‘I don’t want anyone to go through this’Poll

Written by admin on 11/07/2018 Categories: 苏州美甲美睫培训学校

HOMELESS: Kellie Hancock with her children Trinitie, 12, and Charlie, 4, at their storm-damaged Teralba home AAMI has refused to replace. Picture: Simone De PeakTHERE’S one thing stopping Kellie Hancock from rebuilding and starting anew after the Hunter super storms wiped out her Teralba home –her insurer.

It’s been more than a year since the storms swept through, but Ms Hancock still finds herself in the same dark place, bereft of certainty, as when the lights went out that remarkable night.

Her marriage has broken down, her kids have shifted from bed to bed and, adding insult to injury, insurance giant AAMI has refused toreplace the home.

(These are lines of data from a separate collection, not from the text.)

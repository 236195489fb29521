//! Movie session model and DTOs.
//!
//! `available_seats` is absent from [`UpdateMovieSession`]: after creation it
//! moves only through `MovieSessionRepo::reserve_seats` / `release_seats`.

use chrono::{NaiveDate, NaiveTime};
use kino_core::error::CoreError;
use kino_core::pricing::SessionPriceFields;
use kino_core::session::SessionLanguage;
use kino_core::types::{DbId, Money, Timestamp};
use serde::{Deserialize, Serialize};
use sqlx::FromRow;

/// A row from the `movie_sessions` table.
#[derive(Debug, Clone, FromRow, Serialize)]
pub struct MovieSession {
    pub id: DbId,
    pub film_id: DbId,
    pub cinema_id: DbId,
    pub hall_id: DbId,
    pub date: NaiveDate,
    pub time: NaiveTime,
    pub language: String,
    pub available_seats: i32,
    pub price_adult: Option<Money>,
    pub price_student: Option<Money>,
    pub price_child: Option<Money>,
    pub price_adult_night: Option<Money>,
    pub price_student_night: Option<Money>,
    pub price_child_night: Option<Money>,
    pub created_at: Timestamp,
    pub updated_at: Timestamp,
}

impl MovieSession {
    pub fn price_fields(&self) -> SessionPriceFields {
        SessionPriceFields {
            price_adult: self.price_adult,
            price_student: self.price_student,
            price_child: self.price_child,
            price_adult_night: self.price_adult_night,
            price_student_night: self.price_student_night,
            price_child_night: self.price_child_night,
        }
    }

    pub fn language(&self) -> Result<SessionLanguage, CoreError> {
        self.language.parse()
    }
}

/// A session joined with its cinema and hall names, for listings.
#[derive(Debug, Clone, FromRow)]
pub struct SessionListing {
    #[sqlx(flatten)]
    pub session: MovieSession,
    pub cinema_name: String,
    pub hall_name: String,
}

/// DTO for scheduling a session.
#[derive(Debug, Clone, Deserialize)]
pub struct CreateMovieSession {
    pub film_id: DbId,
    pub cinema_id: DbId,
    pub hall_id: DbId,
    pub date: NaiveDate,
    pub time: NaiveTime,
    #[serde(default)]
    pub language: SessionLanguage,
    /// Defaults to the hall capacity.
    pub available_seats: Option<i32>,
    #[serde(flatten)]
    pub prices: SessionPriceFields,
}

/// DTO for rescheduling or repricing a session. All fields optional.
#[derive(Debug, Clone, Default, Deserialize)]
pub struct UpdateMovieSession {
    pub date: Option<NaiveDate>,
    pub time: Option<NaiveTime>,
    pub language: Option<SessionLanguage>,
    #[serde(flatten)]
    pub prices: SessionPriceFields,
}

/// Filters for `GET /sessions`.
#[derive(Debug, Clone, Default, Deserialize)]
pub struct SessionFilter {
    pub film_id: Option<DbId>,
    pub cinema_id: Option<DbId>,
    pub date: Option<NaiveDate>,
}
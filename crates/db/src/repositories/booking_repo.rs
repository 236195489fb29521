//! Repository for the `bookings` table.
//!
//! Creation and status changes take a `&mut PgConnection`: they are always
//! paired with a seat counter change in the same transaction.

use chrono::NaiveDate;
use kino_core::booking::BookingStatus;
use kino_core::types::DbId;
use sqlx::types::Json;
use sqlx::{PgConnection, PgPool};

use crate::models::booking::{Booking, BookingDetail, CreateBooking};

const COLUMNS: &str = "id, user_id, session_id, seats, seat_count, status, total_price, \
                       booked_at, updated_at";

/// Booking columns plus the joined session, film and venue fields.
const DETAIL_SELECT: &str = "SELECT b.id, b.user_id, b.session_id, b.seats, b.seat_count, \
                             b.status, b.total_price, b.booked_at, b.updated_at, \
                             s.date AS session_date, s.time AS session_time, \
                             s.language AS session_language, \
                             f.id AS film_id, f.title AS film_title, \
                             c.id AS cinema_id, c.name AS cinema_name, h.name AS hall_name \
                             FROM bookings b \
                             JOIN movie_sessions s ON s.id = b.session_id \
                             JOIN films f ON f.id = s.film_id \
                             JOIN cinemas c ON c.id = s.cinema_id \
                             JOIN halls h ON h.id = s.hall_id";

pub struct BookingRepo;

impl BookingRepo {
    pub async fn create(
        conn: &mut PgConnection,
        input: &CreateBooking,
    ) -> Result<Booking, sqlx::Error> {
        let query = format!(
            "INSERT INTO bookings (user_id, session_id, seats, seat_count, status, total_price)
             VALUES ($1, $2, $3, $4, $5, $6)
             RETURNING {COLUMNS}"
        );
        sqlx::query_as::<_, Booking>(&query)
            .bind(input.user_id)
            .bind(input.session_id)
            .bind(Json(&input.seats))
            .bind(input.seat_count)
            .bind(input.status.as_str())
            .bind(input.total_price)
            .fetch_one(conn)
            .await
    }

    pub async fn find_by_id(pool: &PgPool, id: DbId) -> Result<Option<Booking>, sqlx::Error> {
        let query = format!("SELECT {COLUMNS} FROM bookings WHERE id = $1");
        sqlx::query_as::<_, Booking>(&query)
            .bind(id)
            .fetch_optional(pool)
            .await
    }

    pub async fn find_detail(
        pool: &PgPool,
        id: DbId,
    ) -> Result<Option<BookingDetail>, sqlx::Error> {
        let query = format!("{DETAIL_SELECT} WHERE b.id = $1");
        sqlx::query_as::<_, BookingDetail>(&query)
            .bind(id)
            .fetch_optional(pool)
            .await
    }

    /// Load a booking and lock its row until the transaction ends.
    pub async fn lock_for_update(
        conn: &mut PgConnection,
        id: DbId,
    ) -> Result<Option<Booking>, sqlx::Error> {
        let query = format!("SELECT {COLUMNS} FROM bookings WHERE id = $1 FOR UPDATE");
        sqlx::query_as::<_, Booking>(&query)
            .bind(id)
            .fetch_optional(conn)
            .await
    }

    pub async fn update_status(
        conn: &mut PgConnection,
        id: DbId,
        status: BookingStatus,
    ) -> Result<Booking, sqlx::Error> {
        let query = format!("UPDATE bookings SET status = $2 WHERE id = $1 RETURNING {COLUMNS}");
        sqlx::query_as::<_, Booking>(&query)
            .bind(id)
            .bind(status.as_str())
            .fetch_one(conn)
            .await
    }

    /// All of a user's bookings, newest first.
    pub async fn list_for_user(
        pool: &PgPool,
        user_id: DbId,
    ) -> Result<Vec<BookingDetail>, sqlx::Error> {
        let query = format!("{DETAIL_SELECT} WHERE b.user_id = $1 ORDER BY b.booked_at DESC, b.id DESC");
        sqlx::query_as::<_, BookingDetail>(&query)
            .bind(user_id)
            .fetch_all(pool)
            .await
    }

    /// Confirmed bookings for sessions dated `today` or later, soonest first.
    pub async fn list_active_for_user(
        pool: &PgPool,
        user_id: DbId,
        today: NaiveDate,
    ) -> Result<Vec<BookingDetail>, sqlx::Error> {
        let query = format!(
            "{DETAIL_SELECT}
             WHERE b.user_id = $1 AND b.status = 'CONFIRMED' AND s.date >= $2
             ORDER BY s.date, s.time, b.id"
        );
        sqlx::query_as::<_, BookingDetail>(&query)
            .bind(user_id)
            .bind(today)
            .fetch_all(pool)
            .await
    }

    /// Lock every booking of a user that still holds seats.
    pub async fn held_for_user(
        conn: &mut PgConnection,
        user_id: DbId,
    ) -> Result<Vec<Booking>, sqlx::Error> {
        let query = format!(
            "SELECT {COLUMNS} FROM bookings
             WHERE user_id = $1 AND status IN ('PENDING', 'CONFIRMED')
             ORDER BY id
             FOR UPDATE"
        );
        sqlx::query_as::<_, Booking>(&query)
            .bind(user_id)
            .fetch_all(conn)
            .await
    }

    /// Seat numbers held by live bookings of a session. Count-only bookings
    /// contribute nothing.
    pub async fn taken_seat_numbers(
        conn: &mut PgConnection,
        session_id: DbId,
    ) -> Result<Vec<i32>, sqlx::Error> {
        sqlx::query_scalar::<_, i32>(
            "SELECT (seat ->> 'number')::INT
             FROM bookings b,
                  jsonb_array_elements(
                      CASE WHEN jsonb_typeof(b.seats) = 'array' THEN b.seats ELSE '[]'::jsonb END
                  ) AS seat
             WHERE b.session_id = $1 AND b.status <> 'CANCELLED'",
        )
        .bind(session_id)
        .fetch_all(conn)
        .await
    }
}
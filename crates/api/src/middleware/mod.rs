//! Request extractors.
//!
//! - [`auth::AuthUser`] -- the caller identified by a JWT Bearer token.
//! - [`rbac::RequireAdmin`] -- requires the `admin` role.
//! - [`language::RequestLanguage`] -- the language film text is rendered in.

pub mod auth;
pub mod language;
pub mod rbac;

Ms Hancock said AAMI would only offer $132,000 despite a $450,000 cost of rebuilding.

She said the insurer blames pre-existing conditions, citing a building report that says the home is “out of plumb”.

“I was never led to believe there was an issue with the building nor did I for a second think AAMI would forgo their obligations,” Ms Hancock said.

“They sign you up, you pay your premiums all those years and you’d think they’d do the right thing.”

Ms Hancock has about a month before her temporary accommodation expires.

OUT OF HOME: Kellie Hancock’s Teralba home was in the path of destruction during last year’s Hunter super storms. Picture: Simone De Peak

AAMI would not comment specifically on the case, citing privacy considerations, but said it “highlights the importance” of a well-maintained home.

The builder’s report said the home was out of level “in many areas and has been this way for a long time”.

“In the event of an insurance claim needed to be lodged for damage (whether it be from a storm or some other incident), a well-maintained home will ensure the assessment and repair process is progressed quickly,” an AAMI spokeswoman said.

Ms Hancock scoffed at the suggestion AAMI was not liable.

“They knew that this house – and every other house in Teralba – was built on land affected by mine subsidence,” she said.

“Why do they raise this now when we need their help the most?”

Ms Hancock realises AAMI is likely toprevail.

“But I want to use it as a warning to others to be mindful of insurance companies,” she said.

“No one should end up in my situation, it’s truly horrible and my worst fear not being able to put a roof over my children’s head.”